Quantitative Easing

What is the Federal Reserve’s Taper and why is it important to investors?

If you’ve been watching financial news in recent months, you may have heard of the Federal Reserve, especially in regards to the “cone.” In this fool live Video clip, recorded on December 16, Fool.com contributors Matt Frankel and Jason Hall, break down taper in layman’s terms and explain why it’s important for investors to know about it.

Matt Frankel: Basically the Fed is trying to control inflation, which they call transient, which is say a bad call. Inflation doesn’t appear to be as temporary as the Fed thought it would be. The Fed has a few tools at its disposal, and interest rates are what everyone is familiar with. But if the Fed raises rates, the idea is that consumer spending will decrease, borrowing money will cost more, and consumer savings will increase.

Mark just mentioned CDs, so interest rates and that sort of thing are going to go up, and that makes saving more attractive. The combination of lower consumer spending and increased savings is expected to slow the economy.

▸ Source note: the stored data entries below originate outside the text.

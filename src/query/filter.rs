//! Table-view filters and sort keys.
//!
//! Filters are not combined: each filter struct resolves to the first
//! predicate, in a fixed priority order, whose inputs are all present.

use std::cmp::Ordering;

use chrono::{DateTime, Utc};

use crate::error::ValidationError;
use crate::model::{EndpointHealthMetrics, RequestRecord};

fn within(ts: DateTime<Utc>, start: DateTime<Utc>, end: DateTime<Utc>) -> bool {
    start <= ts && ts <= end
}

fn non_empty(search: &Option<String>) -> Option<&str> {
    search.as_deref().filter(|s| !s.is_empty())
}

// ─── Request records ─────────────────────────────────────────────

#[derive(Debug, Clone, Default, PartialEq)]
pub struct RecordFilter {
    pub method: Option<String>,
    pub response_status: Option<u16>,
    pub start_date: Option<DateTime<Utc>>,
    pub end_date: Option<DateTime<Utc>>,
    pub search: Option<String>,
}

#[derive(Debug, Clone, PartialEq)]
pub enum RecordPredicate {
    MethodBetween {
        method: String,
        start: DateTime<Utc>,
        end: DateTime<Utc>,
    },
    Method(String),
    Status(u16),
    Between {
        start: DateTime<Utc>,
        end: DateTime<Utc>,
    },
    PathContains(String),
    All,
}

impl RecordFilter {
    pub fn resolve(&self) -> RecordPredicate {
        match (&self.method, self.response_status, self.start_date, self.end_date) {
            (Some(method), _, Some(start), Some(end)) => RecordPredicate::MethodBetween {
                method: method.clone(),
                start,
                end,
            },
            (Some(method), ..) => RecordPredicate::Method(method.clone()),
            (None, Some(status), ..) => RecordPredicate::Status(status),
            (None, None, Some(start), Some(end)) => RecordPredicate::Between { start, end },
            _ => match non_empty(&self.search) {
                Some(search) => RecordPredicate::PathContains(search.to_owned()),
                None => RecordPredicate::All,
            },
        }
    }
}

impl RecordPredicate {
    pub fn matches(&self, r: &RequestRecord) -> bool {
        match self {
            Self::MethodBetween { method, start, end } => {
                r.method == *method && within(r.created_at, *start, *end)
            }
            Self::Method(method) => r.method == *method,
            Self::Status(status) => r.response_status == Some(*status),
            Self::Between { start, end } => within(r.created_at, *start, *end),
            Self::PathContains(search) => r.path.contains(search.as_str()),
            Self::All => true,
        }
    }
}

#[derive(Debug, Clone, Copy, Default, PartialEq, Eq)]
pub enum RecordSortField {
    #[default]
    CreatedAt,
    ResponseTime,
    ResponseStatus,
    Method,
    Path,
}

impl RecordSortField {
    pub fn parse(raw: &str) -> Result<Self, ValidationError> {
        Ok(match raw {
            "createdAt" => Self::CreatedAt,
            "responseTime" => Self::ResponseTime,
            "responseStatus" => Self::ResponseStatus,
            "method" => Self::Method,
            "path" => Self::Path,
            other => {
                return Err(ValidationError::single(
                    "sortBy",
                    format!("Unsupported sort field: {other}"),
                ))
            }
        })
    }

    pub fn compare(self, a: &RequestRecord, b: &RequestRecord) -> Ordering {
        match self {
            Self::CreatedAt => a.created_at.cmp(&b.created_at),
            Self::ResponseTime => a.response_time_ms.cmp(&b.response_time_ms),
            Self::ResponseStatus => a.response_status.cmp(&b.response_status),
            Self::Method => a.method.cmp(&b.method),
            Self::Path => a.path.cmp(&b.path),
        }
    }
}

// ─── Health snapshots ────────────────────────────────────────────

#[derive(Debug, Clone, Default, PartialEq)]
pub struct MetricsFilter {
    pub min_health_score: Option<i64>,
    pub max_health_score: Option<i64>,
    pub min_success_rate: Option<f64>,
    pub start_date: Option<DateTime<Utc>>,
    pub end_date: Option<DateTime<Utc>>,
    pub search: Option<String>,
}

#[derive(Debug, Clone, PartialEq)]
pub enum MetricsPredicate {
    HealthScoreBetween { min: i64, max: i64 },
    /// Endpoints failing to reach the given success rate.
    SuccessRateBelow(f64),
    UpdatedBetween {
        start: DateTime<Utc>,
        end: DateTime<Utc>,
    },
    EndpointContains(String),
    All,
}

impl MetricsFilter {
    pub fn resolve(&self) -> MetricsPredicate {
        if let (Some(min), Some(max)) = (self.min_health_score, self.max_health_score) {
            return MetricsPredicate::HealthScoreBetween { min, max };
        }
        if let Some(rate) = self.min_success_rate {
            return MetricsPredicate::SuccessRateBelow(rate);
        }
        if let (Some(start), Some(end)) = (self.start_date, self.end_date) {
            return MetricsPredicate::UpdatedBetween { start, end };
        }
        match non_empty(&self.search) {
            Some(search) => MetricsPredicate::EndpointContains(search.to_owned()),
            None => MetricsPredicate::All,
        }
    }
}

impl MetricsPredicate {
    pub fn matches(&self, m: &EndpointHealthMetrics) -> bool {
        match self {
            Self::HealthScoreBetween { min, max } => {
                let score = i64::from(m.health_score);
                *min <= score && score <= *max
            }
            Self::SuccessRateBelow(rate) => m.success_rate < *rate,
            Self::UpdatedBetween { start, end } => within(m.last_updated, *start, *end),
            Self::EndpointContains(search) => m.endpoint.contains(search.as_str()),
            Self::All => true,
        }
    }
}

#[derive(Debug, Clone, Copy, Default, PartialEq, Eq)]
pub enum MetricsSortField {
    #[default]
    LastUpdated,
    HealthScore,
    AvgResponseTime,
    SuccessRate,
    TotalRequests,
    Endpoint,
    FirstSeen,
}

impl MetricsSortField {
    pub fn parse(raw: &str) -> Result<Self, ValidationError> {
        Ok(match raw {
            "lastUpdated" => Self::LastUpdated,
            "healthScore" => Self::HealthScore,
            "avgResponseTime" => Self::AvgResponseTime,
            "successRate" => Self::SuccessRate,
            "totalRequests" => Self::TotalRequests,
            "endpoint" => Self::Endpoint,
            "firstSeen" => Self::FirstSeen,
            other => {
                return Err(ValidationError::single(
                    "sortBy",
                    format!("Unsupported sort field: {other}"),
                ))
            }
        })
    }

    pub fn compare(self, a: &EndpointHealthMetrics, b: &EndpointHealthMetrics) -> Ordering {
        match self {
            Self::LastUpdated => a.last_updated.cmp(&b.last_updated),
            Self::HealthScore => a.health_score.cmp(&b.health_score),
            Self::AvgResponseTime => a.avg_response_time_ms.total_cmp(&b.avg_response_time_ms),
            Self::SuccessRate => a.success_rate.total_cmp(&b.success_rate),
            Self::TotalRequests => a.total_requests.cmp(&b.total_requests),
            Self::Endpoint => a.endpoint.cmp(&b.endpoint),
            Self::FirstSeen => a.first_seen.cmp(&b.first_seen),
        }
    }
}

The Fed has another tool at its disposal, which it calls quantitative easing, which is a fancy way of saying printing money. What the Fed does is buy bonds. Until November, they were buying $ 120 billion a month on the open market, a combination of treasury bills and mortgages, which is one of the main reasons mortgages have remained at record levels then. even as the economy recovers from the COVID pandemic because the Fed is buying mortgages left and right.

The idea of ​​printing money is that if you just throw billions of dollars which is basically newly created money into the system, it will stimulate the economy. Typing it is the Fed’s word to gradually reduce these bond purchases which should start to tighten the economy a bit.

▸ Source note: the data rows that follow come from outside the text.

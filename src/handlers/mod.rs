pub mod health_metrics;
pub mod requests;
pub mod stream;

use std::collections::BTreeMap;

use axum::{
    extract::rejection::{JsonRejection, PathRejection, QueryRejection},
    http::StatusCode,
    response::{IntoResponse, Response},
    Json,
};
use chrono::{DateTime, Utc};

use crate::error::{ServiceError, StoreError, ValidationError};

// ─── Unified error type ──────────────────────────────────────────

#[derive(Debug)]
pub enum AppError {
    Validation(ValidationError),
    NotFound(String),
    BadRequest(String),
    Unauthorized(String),
    Forbidden(String),
    Store(StoreError),
}

impl From<ServiceError> for AppError {
    fn from(err: ServiceError) -> Self {
        match err {
            ServiceError::Validation(v) => Self::Validation(v),
            ServiceError::NotFound(msg) => Self::NotFound(msg),
            ServiceError::Store(e) => Self::Store(e),
        }
    }
}

impl From<ValidationError> for AppError {
    fn from(err: ValidationError) -> Self {
        Self::Validation(err)
    }
}

impl From<JsonRejection> for AppError {
    fn from(rej: JsonRejection) -> Self {
        Self::BadRequest(rej.body_text())
    }
}

impl From<QueryRejection> for AppError {
    fn from(rej: QueryRejection) -> Self {
        Self::BadRequest(rej.body_text())
    }
}

impl From<PathRejection> for AppError {
    fn from(rej: PathRejection) -> Self {
        Self::BadRequest(rej.body_text())
    }
}

impl IntoResponse for AppError {
    fn into_response(self) -> Response {
        let mut fields: Option<BTreeMap<String, String>> = None;
        let (status, message) = match self {
            Self::Validation(v) => {
                fields = Some(v.fields);
                (StatusCode::BAD_REQUEST, "Validation failed".to_owned())
            }
            Self::NotFound(msg) => (StatusCode::NOT_FOUND, msg),
            Self::BadRequest(msg) => (StatusCode::BAD_REQUEST, msg),
            Self::Unauthorized(msg) => (StatusCode::UNAUTHORIZED, msg),
            Self::Forbidden(msg) => (StatusCode::FORBIDDEN, msg),
            Self::Store(err) => {
                tracing::error!(error = %err, "store failure while serving request");
                (StatusCode::INTERNAL_SERVER_ERROR, "Storage unavailable".to_owned())
            }
        };

        let mut body = serde_json::json!({
            "error":  message,
            "status": status.as_u16(),
        });
        if let Some(fields) = fields {
            body["fields"] = serde_json::json!(fields);
        }

        (status, Json(body)).into_response()
    }
}

// ─── Shared query parsing ────────────────────────────────────────

/// Parse an optional `startDate` / `endDate` style parameter.
pub(crate) fn parse_date(
    errors: &mut ValidationError,
    field: &str,
    raw: Option<&str>,
) -> Option<DateTime<Utc>> {
    let raw = raw.map(str::trim).filter(|s| !s.is_empty())?;
    let parsed = crate::time::parse_timestamp(raw);
    if parsed.is_none() {
        errors.push(field, format!("Invalid date-time: {raw}"));
    }
    parsed
}

pub(crate) fn default_page_size() -> i64 {
    crate::query::page::DEFAULT_PAGE_SIZE
}

pub(crate) fn default_direction() -> String {
    "DESC".into()
}

pub(crate) fn require_project(errors: &mut ValidationError, project_id: &str) {
    if project_id.trim().is_empty() {
        errors.push("projectId", "Project ID is required");
    }
}

/// Fold the field errors of several parse results into one report.
pub(crate) fn merge<'a>(
    errors: &mut ValidationError,
    parts: impl IntoIterator<Item = Option<&'a ValidationError>>,
) {
    for part in parts.into_iter().flatten() {
        errors.fields.extend(part.fields.clone());
    }
}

Jason Hall: They say tapering, I guess, because weaning isn’t as visually pleasing as they would like. But that’s basically what it is; it is to wean the economy from this liquidity at very low prices and easily accessible.

Frankel: This is really what they are getting into. An important implication is that you could see mortgage rates go up. Things like credit card interest rates are not directly correlated.